6. What is the N.K. Singh Committee in relation to FRBM Act?

The N.K. Singh Committee reviewed the FRBM Act and suggested fiscal reforms in 2017.

Key recommendations:
• Reduce fiscal deficit to 3% of GDP
• Maintain debt-to-GDP ratio at 60%
• Establish an independent Fiscal Council

Its recommendations shaped modern fiscal policy reforms in India.

7. What is the escape clause in the FRBM Act?

The escape clause allows the government to exceed fiscal deficit targets during exceptional situations.

It can be used during:
National security threats
Natural disasters
• Severe economic slowdown
• Extraordinary structural reforms

This clause provides flexibility while maintaining fiscal responsibility.

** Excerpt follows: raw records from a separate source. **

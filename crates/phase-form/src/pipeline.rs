//! Submission pipeline
//!
//! Drives one submit action end to end:
//! 1. Reject if a submission is already in flight
//! 2. Validate the current values; invalid input never reaches the network
//! 3. Mark submitting and serialize the validated dates
//! 4. Send exactly once, bounded by the configured timeout
//! 5. On success reset the form; on failure leave it untouched
//!
//! Steps 1-3 run under the store's lock. Only a weak reference to the store
//! is held while the request is pending, so a form torn down mid-flight is
//! never mutated afterwards.

use crate::error::{FormError, TransportError};
use crate::store::FormStateStore;
use crate::transport::{Acknowledgement, SubmissionTransport};
use phase_model::ValidationEngine;
use std::sync::{Arc, Weak};
use std::time::Duration;

/// Terminal result of a submission attempt that reached the network
#[derive(Debug, Clone, PartialEq, Eq)]
pub enum Outcome {
    /// Backend accepted the submission; the form was reset
    Success(Acknowledgement),
    /// Request failed; the form keeps its values for a retry
    Failure(TransportError),
}

impl Outcome {
    /// Check for success
    #[inline]
    #[must_use]
    pub fn is_success(&self) -> bool {
        matches!(self, Outcome::Success(_))
    }

    /// Convert into a result, mapping failure to `FormError::SubmissionFailed`
    ///
    /// # Errors
    /// Returns the failure reason wrapped in `FormError`
    pub fn into_result(self) -> Result<Acknowledgement, FormError> {
        match self {
            Outcome::Success(ack) => Ok(ack),
            Outcome::Failure(reason) => Err(FormError::SubmissionFailed(reason)),
        }
    }
}

/// Submits the values of one form store
pub struct SubmissionPipeline<T> {
    store: Weak<FormStateStore>,
    transport: Arc<T>,
    engine: ValidationEngine,
    timeout: Duration,
}

impl<T> Clone for SubmissionPipeline<T> {
    fn clone(&self) -> Self {
        Self {
            store: Weak::clone(&self.store),
            transport: Arc::clone(&self.transport),
            engine: self.engine,
            timeout: self.timeout,
        }
    }
}

impl<T> std::fmt::Debug for SubmissionPipeline<T> {
    fn fmt(&self, f: &mut std::fmt::Formatter<'_>) -> std::fmt::Result {
        f.debug_struct("SubmissionPipeline")
            .field("store_alive", &(self.store.strong_count() > 0))
            .field("timeout", &self.timeout)
            .finish_non_exhaustive()
    }
}

impl<T: SubmissionTransport> SubmissionPipeline<T> {
    /// Bind a pipeline to a store
    #[must_use]
    pub fn new(store: &Arc<FormStateStore>, transport: T, timeout: Duration) -> Self {
        Self {
            store: Arc::downgrade(store),
            transport: Arc::new(transport),
            engine: ValidationEngine::new(),
            timeout,
        }
    }

    /// Transport used by this pipeline
    #[inline]
    #[must_use]
    pub fn transport(&self) -> &T {
        &self.transport
    }

    /// Submit the store's current values
    ///
    /// # Returns
    /// `Outcome` once a request was sent; the store is reset on success
    ///
    /// # Errors
    /// - `FormError::AlreadyInProgress` if a submission is pending
    /// - `FormError::ValidationFailed` if any field holds an invalid date
    /// - `FormError::Detached` if the form was torn down
    pub async fn submit(&self) -> Result<Outcome, FormError> {
        let (dates, mount) = {
            let store = self.live_store().ok_or(FormError::Detached)?;
            match store.begin_submission(&self.engine) {
                Ok(started) => started,
                Err(err) => {
                    tracing::info!("Submission blocked: {}", err);
                    return Err(err);
                }
            }
        };
        let in_flight = InFlight::new(Weak::clone(&self.store), mount);

        tracing::info!(
            "Submitting phase dates ({} of 10 fields set)",
            dates.populated().count()
        );

        let outcome = match serde_json::to_value(dates) {
            Ok(payload) => {
                tracing::debug!("Submission payload: {}", payload);
                self.send(&payload).await
            }
            Err(e) => Outcome::Failure(TransportError::Encode(e.to_string())),
        };

        match &outcome {
            Outcome::Success(ack) => {
                tracing::info!("Submission accepted with status {}", ack.status);
                tracing::debug!("Acknowledgement body: {}", ack.body);
            }
            Outcome::Failure(reason) => tracing::error!("Submission failed: {}", reason),
        }

        if !in_flight.finish(outcome.is_success()) {
            tracing::warn!("Form was torn down before the submission resolved; result discarded");
        }

        Ok(outcome)
    }

    async fn send(&self, payload: &serde_json::Value) -> Outcome {
        match tokio::time::timeout(self.timeout, self.transport.post(payload)).await {
            Ok(Ok(ack)) => Outcome::Success(ack),
            Ok(Err(reason)) => Outcome::Failure(reason),
            Err(_) => Outcome::Failure(TransportError::Timeout {
                after_secs: self.timeout.as_secs(),
            }),
        }
    }

    fn live_store(&self) -> Option<Arc<FormStateStore>> {
        live(&self.store)
    }
}

fn live(store: &Weak<FormStateStore>) -> Option<Arc<FormStateStore>> {
    store.upgrade().filter(|store| store.is_active())
}

/// Clears the submitting flag of a pending submission
///
/// If the submit future is dropped before the request resolves, the store
/// is released as a failed attempt so the user can submit again.
struct InFlight {
    store: Weak<FormStateStore>,
    mount: u64,
    settled: bool,
}

impl InFlight {
    fn new(store: Weak<FormStateStore>, mount: u64) -> Self {
        Self {
            store,
            mount,
            settled: false,
        }
    }

    /// Apply the result; `false` if the form is gone or was remounted
    fn finish(mut self, succeeded: bool) -> bool {
        self.settled = true;
        live(&self.store).is_some_and(|store| store.finish_submission(self.mount, succeeded))
    }
}

impl Drop for InFlight {
    fn drop(&mut self) {
        if self.settled {
            return;
        }
        if let Some(store) = live(&self.store) {
            if store.finish_submission(self.mount, false) {
                tracing::warn!("Submission abandoned before it resolved; form released for retry");
            }
        }
    }
}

8. Why is the FRBM Act important for the Indian economy?

The FRBM Act is important because it promotes economic stability and responsible governance.

Importance includes:
• Controls government borrowing
• Reduces inflationary pressure
• Enhances investor confidence
• Ensures long-term economic sustainability

It plays a key role in budget planning and macroeconomic management.

9. What is revenue deficit under the FRBM Act?

Revenue deficit occurs when revenue expenditure exceeds revenue receipts.

Under the FRBM Act:
• The government aims to eliminate revenue deficit
• Focus is on reducing non-productive expenditure
• Encourages capital expenditure for growth

This concept is linked with budget deficit, fiscal deficit, and public expenditure.

10. How does the FRBM Act promote transparency in fiscal policy?

The FRBM Act mandates regular reporting and disclosure of fiscal indicators.

It requires the government to:
• Present Fiscal Policy Strategy Statement
• Publish Medium-Term Fiscal Policy Statement
• Disclose deficit and debt targets

This improves accountability, transparency, and good governance in India’s public finance system.